▶ **What you will do**
The required result is the number of lines below that hold the word "LedgerFuture", stated without anything else.

▶ **Data**
....

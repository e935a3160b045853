//! Receipt handler: turns the chunks of one ready block at a time into
//! indexed events.

use super::dedup::RecentReceipts;
use crate::ledger::{
    BlockHeight, BlockId, LedgerClient, Outcome, OutcomeRequest, Receipt, ReceiptId,
};
use crate::processor::backoff::{retry_ledger_call, RetryPolicy};
use crate::processor::lifecycle::spawn_supervised;
use crate::processor::messages::{ReadyBlock, ReportSender, WorkerReport};
use crate::runtime::error::{IndexerError, PipelineStage};
use crate::runtime::fatal::FatalErrorHandler;
use crate::runtime::policy::{EventDecoder, ReceiptFilter};
use crate::runtime::sink::IndexedEvent;
use crate::runtime::telemetry::Telemetry;
use futures::StreamExt;
use std::collections::HashSet;
use std::sync::{Arc, Mutex};
use tokio::sync::mpsc;
use tokio::task::JoinHandle;
use tokio_util::sync::CancellationToken;

/// `Err(None)` means the work was cancelled.
type HandlerResult<T> = Result<T, Option<IndexerError>>;

pub(crate) struct ReceiptHandler<F, D: EventDecoder> {
    ledger: Arc<dyn LedgerClient>,
    filter: Arc<F>,
    decoder: Arc<D>,
    retry: RetryPolicy,
    outcome_concurrency: usize,
    recent: Arc<Mutex<RecentReceipts>>,
    blocks: mpsc::Receiver<ReadyBlock>,
    events: mpsc::Sender<IndexedEvent<D::Event>>,
    reports: ReportSender,
    shutdown: CancellationToken,
    telemetry: Arc<Telemetry>,
}

pub(crate) struct ReceiptHandlerParams<F, D: EventDecoder> {
    pub ledger: Arc<dyn LedgerClient>,
    pub filter: Arc<F>,
    pub decoder: Arc<D>,
    pub retry: RetryPolicy,
    pub outcome_concurrency: usize,
    /// Shared with the owning indexer so it outlives a single run.
    pub recent: Arc<Mutex<RecentReceipts>>,
    pub blocks: mpsc::Receiver<ReadyBlock>,
    pub events: mpsc::Sender<IndexedEvent<D::Event>>,
    pub reports: ReportSender,
    pub shutdown: CancellationToken,
    pub telemetry: Arc<Telemetry>,
}

impl<F, D> ReceiptHandler<F, D>
where
    F: ReceiptFilter,
    D: EventDecoder,
{
    pub(crate) fn new(params: ReceiptHandlerParams<F, D>) -> Self {
        Self {
            ledger: params.ledger,
            filter: params.filter,
            decoder: params.decoder,
            retry: params.retry,
            outcome_concurrency: params.outcome_concurrency.max(1),
            recent: params.recent,
            blocks: params.blocks,
            events: params.events,
            reports: params.reports,
            shutdown: params.shutdown,
            telemetry: params.telemetry,
        }
    }

    pub(crate) fn spawn(self, fatal_handler: Arc<FatalErrorHandler>) -> JoinHandle<()> {
        spawn_supervised("receipt handler".to_string(), fatal_handler, self.run())
    }

    #[tracing::instrument(name = "receipt_handler", skip_all)]
    async fn run(mut self) {
        loop {
            let block = tokio::select! {
                biased;
                _ = self.shutdown.cancelled() => break,
                block = self.blocks.recv() => block,
            };
            let Some(block) = block else {
                break;
            };

            let height = block.header.height;
            let report = match self.handle_block(block).await {
                Ok(()) => WorkerReport::BlockHandled(height),
                Err(None) => break,
                Err(Some(err)) => WorkerReport::Failed(err),
            };

            let failed = matches!(report, WorkerReport::Failed(_));
            let delivered = tokio::select! {
                biased;
                _ = self.shutdown.cancelled() => false,
                sent = self.reports.send(report) => sent.is_ok(),
            };
            if failed || !delivered {
                break;
            }
        }

        tracing::debug!("receipt handler stopped");
    }

    pub(crate) async fn handle_block(&mut self, block: ReadyBlock) -> HandlerResult<()> {
        let ReadyBlock { header, chunks } = block;
        let height = header.height;

        let mut seen_in_block = HashSet::new();
        let mut relevant = Vec::new();
        for receipt in chunks.into_iter().flat_map(|chunk| chunk.receipts) {
            let is_relevant = self.filter.is_relevant(&receipt).map_err(|err| {
                Some(IndexerError::new(
                    PipelineStage::Filter,
                    receipt_target(height, &receipt),
                    err,
                ))
            })?;
            if !is_relevant {
                continue;
            }
            if self.already_emitted(&receipt.id) || !seen_in_block.insert(receipt.id.clone()) {
                self.telemetry.record_duplicate_receipt();
                tracing::debug!(height, receipt = %receipt.id, "skipping already handled receipt");
                continue;
            }
            relevant.push(receipt);
        }

        if relevant.is_empty() {
            tracing::trace!(height, "no relevant receipts in block");
            return Ok(());
        }

        let ledger = &self.ledger;
        let shutdown = &self.shutdown;
        let telemetry = &self.telemetry;
        let retry = self.retry;
        let block_id = &header.id;

        // Lookups overlap; `buffered` keeps receipt order.
        let mut resolved = futures::stream::iter(relevant.into_iter().map(|receipt| async move {
            let outcome = resolve_outcome(
                ledger.as_ref(),
                retry,
                shutdown,
                telemetry,
                &receipt,
                block_id,
                height,
            )
            .await;
            (receipt, outcome)
        }))
        .buffered(self.outcome_concurrency);

        while let Some((receipt, outcome)) = resolved.next().await {
            let outcome = outcome?;
            let decoded = self.decoder.decode(&receipt, &outcome).map_err(|err| {
                Some(IndexerError::new(
                    PipelineStage::Decode,
                    receipt_target(height, &receipt),
                    err,
                ))
            })?;

            if let Some(event) = decoded {
                let indexed = IndexedEvent {
                    height,
                    receipt_id: receipt.id.clone(),
                    event,
                };
                let sent = tokio::select! {
                    biased;
                    _ = shutdown.cancelled() => return Err(None),
                    sent = self.events.send(indexed) => sent,
                };
                if sent.is_err() {
                    return Err(Some(IndexerError::new(
                        PipelineStage::Dispatch,
                        receipt_target(height, &receipt),
                        anyhow::anyhow!("event stream was dropped by the consumer"),
                    )));
                }
                telemetry.record_event_emitted();
            }

            self.remember(receipt.id);
        }

        Ok(())
    }

    fn already_emitted(&self, id: &ReceiptId) -> bool {
        self.recent
            .lock()
            .unwrap_or_else(|poisoned| poisoned.into_inner())
            .contains(id)
    }

    fn remember(&self, id: ReceiptId) {
        self.recent
            .lock()
            .unwrap_or_else(|poisoned| poisoned.into_inner())
            .insert(id);
    }
}

async fn resolve_outcome(
    ledger: &dyn LedgerClient,
    retry: RetryPolicy,
    shutdown: &CancellationToken,
    telemetry: &Telemetry,
    receipt: &Receipt,
    block_id: &BlockId,
    height: BlockHeight,
) -> HandlerResult<Outcome> {
    if let Some(outcome) = &receipt.outcome {
        return Ok(outcome.clone());
    }

    let request = OutcomeRequest::for_receipt(receipt, block_id);
    let outcome = retry_ledger_call(
        retry.backoff(shutdown),
        |_| ledger.get_receipt_outcome(&request),
        |attempt, backoff, err, will_retry| {
            if will_retry {
                tracing::warn!(
                    height,
                    receipt = %receipt.id,
                    attempt,
                    backoff_ms = backoff.as_millis() as u64,
                    error = %err,
                    "outcome lookup failed; retrying"
                );
            }
        },
    )
    .await
    .map_err(|failure| {
        failure.into_error().map(|err| {
            IndexerError::new(
                PipelineStage::OutcomeFetch,
                receipt_target(height, receipt),
                err,
            )
        })
    })?;

    telemetry.record_outcome_fetched();
    Ok(outcome)
}

fn receipt_target(height: BlockHeight, receipt: &Receipt) -> String {
    format!("block {height} receipt {}", receipt.id)
}
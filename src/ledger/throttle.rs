use super::{
    Block, BlockHeader, BlockHeight, Chunk, ChunkReference, LedgerClient, LedgerError,
    LedgerErrorKind, LedgerFuture, Outcome, OutcomeRequest,
};
use crate::runtime::telemetry::Telemetry;
use std::future::Future;
use std::sync::Arc;
use std::time::Duration;
use tokio::sync::Semaphore;
use tokio::time::timeout;

/// Shared wrapper around a [`LedgerClient`] that caps simultaneous calls,
/// enforces a hard per-call timeout and counts calls and failures.
pub struct ThrottledLedger {
    inner: Arc<dyn LedgerClient>,
    permits: Semaphore,
    call_timeout: Duration,
    telemetry: Arc<Telemetry>,
}

impl ThrottledLedger {
    pub fn new(
        inner: Arc<dyn LedgerClient>,
        max_concurrent_calls: usize,
        call_timeout: Duration,
        telemetry: Arc<Telemetry>,
    ) -> Self {
        Self {
            inner,
            permits: Semaphore::new(max_concurrent_calls.max(1)),
            call_timeout,
            telemetry,
        }
    }

    async fn call<T, Fut>(&self, operation: &'static str, future: Fut) -> Result<T, LedgerError>
    where
        Fut: Future<Output = Result<T, LedgerError>>,
    {
        let _permit = self
            .permits
            .acquire()
            .await
            .map_err(|_| LedgerError::fatal(operation, "ledger throttle closed"))?;

        self.telemetry.record_ledger_call();
        match timeout(self.call_timeout, future).await {
            Ok(Ok(value)) => Ok(value),
            Ok(Err(err)) => {
                if err.kind() == LedgerErrorKind::Timeout {
                    self.telemetry.record_ledger_timeout();
                } else {
                    self.telemetry.record_ledger_error();
                }
                Err(err)
            }
            Err(_) => {
                self.telemetry.record_ledger_timeout();
                Err(LedgerError::timeout(operation))
            }
        }
    }
}

impl LedgerClient for ThrottledLedger {
    fn get_latest_block(&self) -> LedgerFuture<'_, BlockHeader> {
        Box::pin(self.call("latest block", self.inner.get_latest_block()))
    }

    fn get_block(&self, height: BlockHeight) -> LedgerFuture<'_, Option<Block>> {
        Box::pin(self.call("block", self.inner.get_block(height)))
    }

    fn get_chunk<'a>(&'a self, reference: &'a ChunkReference) -> LedgerFuture<'a, Chunk> {
        Box::pin(self.call("chunk", self.inner.get_chunk(reference)))
    }

    fn get_receipt_outcome<'a>(&'a self, request: &'a OutcomeRequest) -> LedgerFuture<'a, Outcome> {
        Box::pin(self.call("receipt outcome", self.inner.get_receipt_outcome(request)))
    }
}
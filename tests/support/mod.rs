pub mod mock_ledger;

....

▶ **Exercise output**
5